START Data to use

/// A generic write error fails the session and raises the prompt and alarm
/// after the delay; acknowledging silences it.
#[tokio::test]
async fn test_write_failure_raises_delayed_alarm() {
    let mut h = Harness::new(INTERVAL, 1.0);
    h.store.fail_append_at(2, Fault::Write);
    h.logger.arm(Some("broken")).unwrap();

    h.move_to(0.0).await;
    h.move_to(10.0).await;

    let event = h
        .expect_event(|e| matches!(e, TrackLogEvent::WriteFailed { .. }))
        .await;
    assert!(event.is_failure());
    assert_eq!(h.logger.phase(), LoggerPhase::Failed);

    // 50 ms alarm delay
    tokio::time::sleep(Duration::from_millis(150)).await;
    let calls = h.alerter.calls();
    let prompt = calls.iter().position(|c| c.starts_with("prompt:")).unwrap();
    let alarm = calls.iter().position(|c| c == "start_alarm").unwrap();
    assert!(prompt < alarm);
    assert_eq!(h.alerter.count("stop_alarm"), 0);

    let ack = h.alerter.prompts.lock()[0].clone();
    ack.acknowledge();
    tokio::time::sleep(Duration::from_millis(50)).await;
    assert_eq!(h.alerter.count("stop_alarm"), 1);
}

/// A failed logger can be armed again.
#[tokio::test]
async fn test_rearm_after_failure() {
    let h = Harness::new(INTERVAL, 1.0);
    h.store.fail_append_at(1, Fault::Write);
    h.logger.arm(Some("broken")).unwrap();
    h.move_to(0.0).await;
    assert_eq!(h.logger.phase(), LoggerPhase::Failed);

    *h.store.fail_at.lock() = None;
    let session = h.logger.arm(Some("retry")).unwrap();
    assert!(h.logger.is_armed());
    h.move_to(5.0).await;
    assert_eq!(h.store.inner.points(session).unwrap().len(), 1);

    h.logger.disarm();
    h.logger.wait_stopped().await;
}

/// A failed append leaves the last known position untouched.
#[tokio::test]
async fn test_failed_append_not_remembered() {
    let h = Harness::new(INTERVAL, 1.0);
    h.store.fail_append_at(2, Fault::Write);
    h.logger.arm(Some("half")).unwrap();

    h.move_to(0.0).await;
    h.move_to(40.0).await;
    assert_eq!(h.logger.phase(), LoggerPhase::Failed);

    let (lat, lon) = offset_north((START_LAT, START_LON), 0.0);
    let (saved_lon, saved_lat) = h.settings.last_known_position().unwrap();
    assert!((saved_lon - lon).abs() < 1e-9);
    assert!((saved_lat - lat).abs() < 1e-9);
}

/// A store error on the append disarm() was waiting for is reported, but the
/// session is still finalized and the logger ends Disarmed, not Failed.
#[tokio::test]
async fn test_failure_after_disarm_still_finalizes() {
    let mut h = Harness::new(INTERVAL, 1.0);
    h.store.delay_appends(Duration::from_millis(150));
    h.store.fail_append_at(1, Fault::Write);
    let session = h.logger.arm(Some("late failure")).unwrap();

    h.push_position(0.0);
    for _ in 0..100 {
        if h.store.append_in_flight.load(Ordering::SeqCst) {
            break;
        }
        tokio::time::sleep(Duration::from_millis(5)).await;
    }
    assert!(h.store.append_in_flight.load(Ordering::SeqCst));

    assert!(h.logger.disarm());
    h.logger.wait_stopped().await;

    assert_eq!(h.logger.phase(), LoggerPhase::Disarmed);
    assert!(h.logger.current_session_id().is_none());
    assert!(h.store.inner.journal().contains(&StoreOp::Delete(session)));

    let events = h.drain_events();
    assert!(events
        .iter()
        .any(|e| matches!(e, TrackLogEvent::WriteFailed { .. })));
    assert!(events.iter().any(|e| matches!(
        e,
        TrackLogEvent::Stopped {
            points: 0,
            kept: false,
            ..
        }
    )));
}

// ============================================================================
// Fix Gating Tests
// ============================================================================

/// Positions that arrive while the tracker reports no fix are not stored.
#[tokio::test]
async fn test_no_points_while_fix_lost() {
    let h = Harness::new(INTERVAL, 1.0);
    let session = h.logger.arm(Some("tunnel")).unwrap();

    h.move_to(0.0).await;
    assert_eq!(h.logger.accepted_point_count(), 1);

    // Provider switched off: the tracker reports no fix
    h.source.set_enabled(false);
    h.source.push_status(GpsEvent::SatelliteStatus);
    assert!(!h.logger.has_fix());

    let (lat, lon) = offset_north((START_LAT, START_LON), 770.0);
    h.source.push_fix(Some(RawFix::now(lon, lat, 0.0)));
    tokio::time::sleep(SETTLE).await;
    assert_eq!(h.logger.accepted_point_count(), 1);
    assert_eq!(h.store.inner.points(session).unwrap().len(), 1);

    h.source.set_enabled(true);
    h.move_to(770.0).await;
    assert_eq!(h.logger.accepted_point_count(), 2);

    h.logger.disarm();
    h.logger.wait_stopped().await;
}

// ============================================================================
// Tracker Restart Tests
// ============================================================================

/// The platform drops the tracker mid-session: sampling resumes on the
/// restarted tracker and disarm() leaves no listener behind.
#[tokio::test]
async fn test_session_survives_tracker_restart() {
    let h = Harness::new(INTERVAL, 1.0);
    let session = h.logger.arm(Some("restart")).unwrap();
    assert_eq!(h.subscribers(), 1);

    h.move_to(0.0).await;
    assert_eq!(h.logger.accepted_point_count(), 1);

    h.source.drop_registration();
    assert!(!h.source.is_started());

    // The worker re-acquires the tracker on its next iteration
    tokio::time::sleep(SETTLE).await;
    assert!(h.source.is_started());
    assert_eq!(h.subscribers(), 1);

    h.move_to(30.0).await;
    assert_eq!(h.logger.accepted_point_count(), 2);
    assert_eq!(h.store.inner.points(session).unwrap().len(), 2);

    h.logger.disarm();
    h.logger.wait_stopped().await;
    assert_eq!(h.subscribers(), 0);
}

END Data to use

Problem to solve.
Once the line with "assert!(!h.source.is_started());" is found, transcribe it and each line after it through the final line of the entries, exactly and only.

Task response.
    assert!(!h.source.is_started());

    // The worker re-acquires the tracker on its next iteration
    tokio::time::sleep(SETTLE).await;
    assert!(h.source.is_started());
    assert_eq!(h.subscribers(), 1);

    h.move_to(30.0).await;
    assert_eq!(h.logger.accepted_point_count(), 2);
    assert_eq!(h.store.inner.points(session).unwrap().len(), 2);

    h.logger.disarm();
    h.logger.wait_stopped().await;
    assert_eq!(h.subscribers(), 0);
}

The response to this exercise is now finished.